Die Lebenden und die Toten – vernachlässigte Reptilien teilten sich völlig verschmutzte Terrarien mit toten Artgenossen

Raum

Blick in die vermüllte und verdreckte Tierhaltung

Traurige Bilanz einer Beschlagnahmung bei privatem Halter in Niederbayern: 25 lebende Reptilien, eine Vogelspinne und etliche Papageienvögel konnten gerettet werden. Für 32 Reptilien, zahlreiche Vögel sowie je drei Frösche und Vogelspinnen kam jede Hilfe zu spät. Unter den geretteten Tieren befinden sich u.a. Geckos, Königs- und Strumpfbandnattern und südliche Madagaskarboas, die nun in der Reptilienauffangstation gepflegt werden.

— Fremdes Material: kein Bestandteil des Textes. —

use std::collections::{BTreeMap, HashMap};

use datefield::{ConverterOptions, DateFieldConverter, DateRecord};

#[test]
fn test_plain_map_record() {
    let mut rec: HashMap<String, String> = HashMap::new();
    DateRecord::set(&mut rec, "date", Some("2024-03-01".to_string()));
    assert_eq!(DateRecord::get(&rec, "date"), Some("2024-03-01"));
    assert_eq!(DateRecord::get(&rec, "other"), None);
}

#[test]
fn test_btree_record_null_removes() {
    let converter = DateFieldConverter::new(ConverterOptions {
        parse_single_date: true,
        ..Default::default()
    })
    .unwrap();
    let mut rec = BTreeMap::new();
    rec.insert("date".to_string(), "junk".to_string());

    converter.to_storage_format(&mut rec);

    assert!(!rec.contains_key("date"));
}

#[test]
fn test_dyn_record() {
    let converter = DateFieldConverter::new(ConverterOptions {
        parse_single_date: true,
        ..Default::default()
    })
    .unwrap();
    let mut map: HashMap<String, String> = HashMap::new();
    map.insert("date".to_string(), "15/06/2023".to_string());

    let rec: &mut dyn DateRecord = &mut map;
    converter.to_storage_format(rec);

    assert_eq!(map["date"], "2023-06-15");
}

#[cfg(feature = "serde")]
mod json {
    use datefield::{ConverterOptions, DateFieldConverter, DateRecord, GroupEntry};
    use serde_json::{json, Map, Value};

    fn object(value: Value) -> Map<String, Value> {
        match value {
            Value::Object(map) => map,
            _ => panic!("expected a JSON object"),
        }
    }

    #[test]
    fn test_non_string_values_read_as_absent() {
        let rec = object(json!({"date": 20240301, "flag": null, "name": "x"}));
        assert_eq!(DateRecord::get(&rec, "date"), None);
        assert_eq!(DateRecord::get(&rec, "flag"), None);
        assert_eq!(DateRecord::get(&rec, "name"), Some("x"));
    }

    #[test]
    fn test_single_failure_writes_json_null() {
        let converter = DateFieldConverter::new(ConverterOptions {
            parse_single_date: true,
            ..Default::default()
        })
        .unwrap();
        let mut rec = object(json!({"date": "2024-03-01"}));

        converter.to_storage_format(&mut rec);

        assert_eq!(rec.get("date"), Some(&Value::Null));
    }

    #[test]
    fn test_group_over_json_record() {
        let converter = DateFieldConverter::new(ConverterOptions {
            parse_group_of_dates: true,
            group_of_dates: [
                ("expiry", GroupEntry::date()),
                ("renewed", GroupEntry::date_time_inverse()),
            ]
            .into_iter()
            .collect(),
            ..Default::default()
        })
        .unwrap();
        let mut rec = object(json!({
            "id": 7,
            "expiry": "2024-03-01",
            "renewed": "2024-03-01 10:00:00"
        }));

        converter.to_display_format(&mut rec);

        assert_eq!(
            Value::Object(rec),
            json!({
                "id": 7,
                "expiry": "01/03/2024",
                "renewed": "01/03/2024 10:00:00"
            })
        );
    }
}
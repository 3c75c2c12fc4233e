use datefield::{to_display, to_storage};

#[test]
fn test_to_storage_convenience() {
    assert_eq!(to_storage("15/06/2023", false).as_deref(), Some("2023-06-15"));
    assert_eq!(
        to_storage("15/06/2023 08:00:00", true).as_deref(),
        Some("2023-06-15 08:00:00")
    );
}

#[test]
fn test_to_display_convenience() {
    assert_eq!(to_display("2023-06-15", false).as_deref(), Some("15/06/2023"));
    assert_eq!(
        to_display("2023-06-15 08:00:00", true).as_deref(),
        Some("15/06/2023 08:00:00")
    );
}

#[test]
fn test_convenience_invalid_input() {
    assert_eq!(to_storage("", false), None);
    assert_eq!(to_display("15/06/2023", false), None);
}
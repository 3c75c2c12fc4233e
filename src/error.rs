//! Error types for converter configuration.

use thiserror::Error;

/// Errors that can occur when building a converter from its options.
///
/// Parse failures during conversion are never reported through this type;
/// they are absorbed by the conversion itself.
#[derive(Debug, Clone, PartialEq, Eq, Error)]
pub enum ConfigError {
    #[error("the \"date_start\" and \"date_end\" fields must be specified when date range parsing is enabled")]
    MissingRangeFields,

    #[error("the single date field must be specified when single date parsing is enabled")]
    MissingSingleField,

    #[error("the group of dates must be specified when group parsing is enabled")]
    EmptyGroup,

    #[error("invalid converter options: {0}")]
    Deserialize(String),
}
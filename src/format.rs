//! The fixed storage and display formats.
//!
//! Storage formats are the big-endian forms persisted with the record
//! (`2024-03-01`, `2024-03-01 10:00:00`). Display formats are the
//! day-first forms shown outside persistence (`01/03/2024`,
//! `01/03/2024 10:00:00`).

use chrono::{NaiveDate, NaiveDateTime};

/// Storage date pattern: `YYYY-MM-DD`.
pub const STORAGE_DATE: &str = "%Y-%m-%d";
/// Storage date-time pattern: `YYYY-MM-DD HH:MM:SS`.
pub const STORAGE_DATETIME: &str = "%Y-%m-%d %H:%M:%S";
/// Display date pattern: `DD/MM/YYYY`.
pub const DISPLAY_DATE: &str = "%d/%m/%Y";
/// Display date-time pattern: `DD/MM/YYYY HH:MM:SS`.
pub const DISPLAY_DATETIME: &str = "%d/%m/%Y %H:%M:%S";

/// One of the four canonical string formats.
#[derive(Debug, Clone, Copy, PartialEq, Eq, Hash)]
pub enum DateFormat {
    StorageDate,
    StorageDateTime,
    DisplayDate,
    DisplayDateTime,
}

impl DateFormat {
    /// Returns the storage format for a date or date-time field.
    pub fn storage(is_date_time: bool) -> Self {
        if is_date_time {
            DateFormat::StorageDateTime
        } else {
            DateFormat::StorageDate
        }
    }

    /// Returns the display format for a date or date-time field.
    pub fn display(is_date_time: bool) -> Self {
        if is_date_time {
            DateFormat::DisplayDateTime
        } else {
            DateFormat::DisplayDate
        }
    }

    /// Returns the chrono pattern for this format.
    pub fn pattern(&self) -> &'static str {
        match self {
            DateFormat::StorageDate => STORAGE_DATE,
            DateFormat::StorageDateTime => STORAGE_DATETIME,
            DateFormat::DisplayDate => DISPLAY_DATE,
            DateFormat::DisplayDateTime => DISPLAY_DATETIME,
        }
    }

    /// Returns true if this format carries a time component.
    pub fn has_time(&self) -> bool {
        matches!(self, DateFormat::StorageDateTime | DateFormat::DisplayDateTime)
    }

    /// Parse a string in this format.
    ///
    /// Returns `None` when the input does not match. Date-only formats
    /// produce a value at midnight.
    ///
    /// Matching follows chrono's parser and is intentionally lenient: leading
    /// spaces, a signed year and a missing date/time separator are accepted.
    pub fn parse(&self, input: &str) -> Option<NaiveDateTime> {
        if self.has_time() {
            NaiveDateTime::parse_from_str(input, self.pattern()).ok()
        } else {
            NaiveDate::parse_from_str(input, self.pattern())
                .ok()
                .and_then(|date| date.and_hms_opt(0, 0, 0))
        }
    }

    /// Format a value in this format.
    pub fn format(&self, value: &NaiveDateTime) -> String {
        value.format(self.pattern()).to_string()
    }

    /// Parse `input` in this format and re-render it in `target`.
    pub fn convert(&self, input: &str, target: DateFormat) -> Option<String> {
        self.parse(input).map(|value| target.format(&value))
    }
}

#[cfg(test)]
mod tests {
    use super::*;

    #[test]
    fn test_date_only_parse_is_midnight() {
        let value = DateFormat::StorageDate.parse("2024-03-01").unwrap();
        assert_eq!(
            DateFormat::StorageDateTime.format(&value),
            "2024-03-01 00:00:00"
        );
    }

    #[test]
    fn test_parse_rejects_trailing_input() {
        assert!(DateFormat::StorageDate.parse("2024-03-01 10:00:00").is_none());
        assert!(DateFormat::DisplayDate.parse("01/03/2024x").is_none());
    }

    #[test]
    fn test_parse_is_lenient_like_chrono() {
        assert!(DateFormat::DisplayDate.parse(" 01/03/2024").is_some());
        assert!(DateFormat::DisplayDate.parse("01/03/+2024").is_some());
        assert!(DateFormat::StorageDateTime
            .parse("2024-03-0110:00:00")
            .is_some());
    }

    #[test]
    fn test_parse_rejects_impossible_day() {
        assert!(DateFormat::DisplayDate.parse("31/02/2024").is_none());
        assert!(DateFormat::StorageDateTime
            .parse("2024-01-01 25:00:00")
            .is_none());
    }
}
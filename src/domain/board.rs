use serde::{Deserialize, Serialize};
use std::collections::HashSet;
use std::sync::Arc;

use crate::domain::{
    card::Card,
    drag::{DragLocation, DragResult},
    id::{CardId, IdStrategy, ListId},
    list::List,
    reorder::{move_between, move_within},
    text,
};
use crate::error::{BoardError, Result};

const DEFAULT_LIST_TITLE: &str = "New List";

/// Board configuration
#[derive(Debug, Clone, PartialEq, Eq, Serialize, Deserialize)]
#[serde(default)]
pub struct BoardConfig {
    pub name: String,
    /// Title given to every freshly added list
    pub default_list_title: String,
    pub id_strategy: IdStrategy,
}

impl Default for BoardConfig {
    fn default() -> Self {
        Self {
            name: "Board".to_string(),
            default_list_title: DEFAULT_LIST_TITLE.to_string(),
            id_strategy: IdStrategy::Uuid,
        }
    }
}

impl BoardConfig {
    /// Parses a configuration document, filling absent fields with defaults
    pub fn from_json(json: &str) -> Result<Self> {
        let config: BoardConfig = serde_json::from_str(json)?;
        config.validate()?;
        Ok(config)
    }

    /// Trimmed title for new lists, falling back to `"New List"` when the
    /// configured one is blank
    pub fn list_title(&self) -> &str {
        text::normalize(&self.default_list_title).unwrap_or(DEFAULT_LIST_TITLE)
    }

    pub fn validate(&self) -> Result<()> {
        if text::normalize(&self.default_list_title).is_none() {
            return Err(BoardError::ConfigError(
                "default_list_title must not be empty".to_string(),
            ));
        }
        Ok(())
    }
}

/// Kanban board state: an ordered sequence of lists
///
/// A `Board` is an immutable snapshot. Every transition below returns a new
/// board and leaves `self` alone; lists a transition does not touch are
/// shared with the previous snapshot through their `Arc`.
///
/// A transition that cannot apply returns the reason as an error. Callers
/// driving an interactive session should treat any error as "keep the
/// current board", which is what [`crate::BoardEngine`] does.
#[derive(Debug, Clone, Default, PartialEq, Eq, Serialize, Deserialize)]
pub struct Board {
    lists: Vec<Arc<List>>,
}

impl Board {
    pub fn new() -> Self {
        Self::default()
    }

    /// Builds a board from existing lists. Use [`Board::validate`] before
    /// trusting ids that came from outside the engine.
    pub fn from_lists(lists: impl IntoIterator<Item = List>) -> Self {
        Self {
            lists: lists.into_iter().map(Arc::new).collect(),
        }
    }

    pub fn lists(&self) -> &[Arc<List>] {
        &self.lists
    }

    pub fn len(&self) -> usize {
        self.lists.len()
    }

    pub fn is_empty(&self) -> bool {
        self.lists.is_empty()
    }

    pub fn list(&self, id: &ListId) -> Option<&List> {
        self.lists
            .iter()
            .find(|list| &list.id == id)
            .map(Arc::as_ref)
    }

    pub fn list_position(&self, id: &ListId) -> Option<usize> {
        self.lists.iter().position(|list| &list.id == id)
    }

    /// Finds which list holds a card and where
    pub fn locate_card(&self, id: &CardId) -> Option<(&ListId, usize)> {
        self.lists.iter().find_map(|list| {
            list.card_position(id)
                .map(|position| (&list.id, position))
        })
    }

    pub fn card_count(&self) -> usize {
        self.lists.iter().map(|list| list.len()).sum()
    }

    pub fn list_ids(&self) -> impl Iterator<Item = &ListId> {
        self.lists.iter().map(|list| &list.id)
    }

    pub fn card_ids(&self) -> impl Iterator<Item = &CardId> {
        self.lists
            .iter()
            .flat_map(|list| list.cards.iter().map(|card| &card.id))
    }

    /// Checks that list ids and card ids are each unique on the board
    pub fn validate(&self) -> Result<()> {
        let mut lists = HashSet::new();
        for id in self.list_ids() {
            if !lists.insert(id) {
                return Err(BoardError::DuplicateListId(id.to_string()));
            }
        }

        let mut cards = HashSet::new();
        for id in self.card_ids() {
            if !cards.insert(id) {
                return Err(BoardError::DuplicateCardId(id.to_string()));
            }
        }
        Ok(())
    }

    /// Appends a new, empty list
    pub fn add_list(&self, id: ListId, title: &str) -> Result<Board> {
        let title = text::normalize(title).ok_or(BoardError::EmptyText)?;
        if self.list(&id).is_some() {
            return Err(BoardError::DuplicateListId(id.to_string()));
        }

        let mut lists = self.lists.clone();
        lists.push(Arc::new(List::new(id, title.to_string())));
        Ok(Board { lists })
    }

    /// Renames a list. Blank titles are never stored.
    pub fn update_list_title(&self, id: &ListId, new_title: &str) -> Result<Board> {
        let list = self.require_list(id)?;
        let title = text::normalize(new_title).ok_or(BoardError::EmptyText)?;
        if list.title == title {
            return Err(BoardError::Unchanged);
        }

        Ok(self.replace_lists(vec![list.retitled(title.to_string())]))
    }

    /// Removes a list together with all of its cards
    pub fn delete_list(&self, id: &ListId) -> Result<Board> {
        let position = self
            .list_position(id)
            .ok_or_else(|| BoardError::ListNotFound(id.to_string()))?;

        let mut lists = self.lists.clone();
        lists.remove(position);
        Ok(Board { lists })
    }

    /// Appends a card to the end of a list
    pub fn add_card(&self, list_id: &ListId, card_id: CardId, content: &str) -> Result<Board> {
        let list = self.require_list(list_id)?;
        let content = text::normalize(content).ok_or(BoardError::EmptyText)?;
        if self.locate_card(&card_id).is_some() {
            return Err(BoardError::DuplicateCardId(card_id.to_string()));
        }

        let mut cards = list.cards.clone();
        cards.push(Card::new(card_id, content.to_string()));
        Ok(self.replace_lists(vec![list.with_card_sequence(cards)]))
    }

    /// Replaces a card's content. Blank content is never stored.
    pub fn update_card(
        &self,
        list_id: &ListId,
        card_id: &CardId,
        new_content: &str,
    ) -> Result<Board> {
        let list = self.require_list(list_id)?;
        let position = Self::require_card(list, card_id)?;
        let content = text::normalize(new_content).ok_or(BoardError::EmptyText)?;
        if list.cards[position].content == content {
            return Err(BoardError::Unchanged);
        }

        let mut cards = list.cards.clone();
        cards[position] = cards[position].with_content(content.to_string());
        Ok(self.replace_lists(vec![list.with_card_sequence(cards)]))
    }

    pub fn delete_card(&self, list_id: &ListId, card_id: &CardId) -> Result<Board> {
        let list = self.require_list(list_id)?;
        let position = Self::require_card(list, card_id)?;

        let mut cards = list.cards.clone();
        cards.remove(position);
        Ok(self.replace_lists(vec![list.with_card_sequence(cards)]))
    }

    /// Applies the result of a finished drag gesture
    ///
    /// Containers are always resolved by id; indices only position an item
    /// inside a container that was already found. The item sitting at the
    /// source index must be the dragged one, otherwise the gesture layer is
    /// reporting coordinates from an older board and the drag is dropped.
    pub fn apply_drag_result(&self, result: &DragResult) -> Result<Board> {
        let destination = result.destination().ok_or(BoardError::DragCancelled)?;
        let source = result.source();
        if source == destination {
            return Err(BoardError::NoMovement);
        }

        match result {
            DragResult::List { item_id, .. } => {
                self.move_list(item_id, source.index, destination.index)
            }
            DragResult::Card { item_id, .. } => self.move_card(item_id, source, destination),
        }
    }

    fn move_list(&self, id: &ListId, from: usize, to: usize) -> Result<Board> {
        match self.lists.get(from) {
            Some(list) if &list.id == id => {}
            _ => {
                return Err(BoardError::StaleDrag(format!(
                    "list {} is not at index {}",
                    id, from
                )))
            }
        }

        let lists = move_within(&self.lists, from, to)
            .ok_or_else(|| BoardError::StaleDrag(format!("list index {} out of range", from)))?;
        Ok(Board { lists })
    }

    fn move_card(
        &self,
        id: &CardId,
        source: &DragLocation,
        destination: &DragLocation,
    ) -> Result<Board> {
        let source_list = self.container(&source.container_id)?;
        let destination_list = self.container(&destination.container_id)?;

        let position = Self::require_card(source_list, id)?;
        if position != source.index {
            return Err(BoardError::StaleDrag(format!(
                "card {} is at index {} of {}, not {}",
                id, position, source_list.id, source.index
            )));
        }

        let stale = || BoardError::StaleDrag(format!("card index {} out of range", source.index));

        if source_list.id == destination_list.id {
            let cards = move_within(&source_list.cards, source.index, destination.index)
                .ok_or_else(stale)?;
            return Ok(self.replace_lists(vec![source_list.with_card_sequence(cards)]));
        }

        let (remaining, received) = move_between(
            &source_list.cards,
            source.index,
            &destination_list.cards,
            destination.index,
        )
        .ok_or_else(stale)?;

        Ok(self.replace_lists(vec![
            source_list.with_card_sequence(remaining),
            destination_list.with_card_sequence(received),
        ]))
    }

    fn require_list(&self, id: &ListId) -> Result<&List> {
        self.list(id)
            .ok_or_else(|| BoardError::ListNotFound(id.to_string()))
    }

    fn require_card(list: &List, id: &CardId) -> Result<usize> {
        list.card_position(id).ok_or_else(|| BoardError::CardNotFound {
            list: list.id.to_string(),
            card: id.to_string(),
        })
    }

    /// Resolves a drop container id to the list it names
    fn container(&self, container_id: &str) -> Result<&List> {
        self.lists
            .iter()
            .find(|list| list.id.as_str() == container_id)
            .map(Arc::as_ref)
            .ok_or_else(|| BoardError::ListNotFound(container_id.to_string()))
    }

    /// New board where lists with matching ids are swapped for `updated`,
    /// keeping every position and sharing all other lists
    fn replace_lists(&self, mut updated: Vec<List>) -> Board {
        let lists = self
            .lists
            .iter()
            .map(|list| {
                match updated.iter().position(|candidate| candidate.id == list.id) {
                    Some(index) => Arc::new(updated.swap_remove(index)),
                    None => Arc::clone(list),
                }
            })
            .collect();
        Board { lists }
    }
}
use thiserror::Error;

pub type Result<T> = std::result::Result<T, BoardError>;

/// Reasons a board transition was not applied.
///
/// The engine never surfaces these to callers of its intent methods: a
/// rejected intent leaves the committed board untouched.
#[derive(Debug, Error)]
pub enum BoardError {
    #[error("List not found: {0}")]
    ListNotFound(String),

    #[error("Card {card} not found in list {list}")]
    CardNotFound { list: String, card: String },

    #[error("Text is empty after trimming")]
    EmptyText,

    #[error("Value is unchanged")]
    Unchanged,

    #[error("Drag was cancelled")]
    DragCancelled,

    #[error("Drag ended where it started")]
    NoMovement,

    #[error("Stale drag coordinates: {0}")]
    StaleDrag(String),

    #[error("Duplicate list ID: {0}")]
    DuplicateListId(String),

    #[error("Duplicate card ID: {0}")]
    DuplicateCardId(String),

    #[error("Invalid ID: {0:?}")]
    InvalidId(String),

    #[error("Configuration error: {0}")]
    ConfigError(String),

    #[error("Serialization error: {0}")]
    SerializationError(#[from] serde_json::Error),
}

Kornnattern in verdrecktem Terrarium

Kornnattern in einem völlig verdreckten Terrarium

Der Einsatz dauerte fast fünf Stunden und verlangte viel von unseren Tierärztinnen Sabine Öfner und Tina Hollandt. In dem einzelstehenden Nebengebäude stand eine Räumung an. Durch die verdeckten Fenster war jedoch nicht zu erkennen, was sich im Inneren verbarg. Das ganze Grauen brachte erst der vergangene Donnerstag ans Tageslicht. In dem großen, mit Vogelkot und Schmutz verunreinigten Raum befanden sich ca. 80 Terrarien und Vogelkäfige in verschiedensten Stadien des Verfalls. Teils fehlende Scheiben, kaum Wärmelampen und Heizungen für die Reptilien, schadhafte, ungesicherte Elektrik und dann der Gestank.

Lampropeltis

Königsnattern in einem dreckigen Terrarium

Vögel flogen durch den Raum und eine Schönnatter kroch durch den zentimeterhohen Dreck am Boden. Auf den ersten Blick war klar, dass die Rettung der Tiere schwierig werden würde. Der zweite und dritte Blick offenbarten dann das ganze Ausmaß der aus dem Ruder gelaufenen Tierhaltung:

In sowie vor und zwischen den Terrarien fanden sich Tierleichen – Mumien, Skelette, unkenntliche Fragmente – neben noch lebenden Tieren. Als habe der Halter die toten Tiere einfach durch neue ersetzt, ohne die Leichen zu entfernen. Die Vögel hatten sichtbare Augen- und Atemwegsprobleme und klebten zum Teil mit blut- und schmutzverkrusteten Krallen an den Sitzstangen fest. Ihre toten Artgenossen lagen verwesend am Käfigboden. Doch sie hatten Wasser und Futter. Nicht so die Spinnen und Reptilien. Denn die toten Spinnen waren vertrocknet! „Dass eine Spinne vertrocknet, die ja in der Wüste und dort mit Wassermangel lebt, ist wirklich kaum möglich. Die müssen seit Monaten kein Wasser mehr gesehen haben“, so Tina Hollandt. „Die einzige überlebende Vogelspinne hat ihren ersten Tag in der Reptiliena uffangstation dann gleich freiwillig im Wasserbad verbracht – für sie war es sicher Rettung in allerletzter Minute.“

Leichen

Leichen in teilweise mumifiziertem Zustand

Die restlichen Tiere sind in meist schlechtem Zustand, dehydriert, unter- und mangelernährt, von Parasiten befallen. Von den Strumpfbandnattern sind drei Jungtiere in der Station verstorben.

Die Auffindesituation der Tiere erscheint typisch für das sogenannte Animal Hoarding (eine inzwischen anerkannte Krankheit) und hat nichts mit verantwortungsvoller Tierhaltung zu tun, wie wir sie fordern und unterstützen.

Es bleibt zu hoffen, dass hier Strafanzeige erstattet und der Halter zur Verantwortung gezogen wird.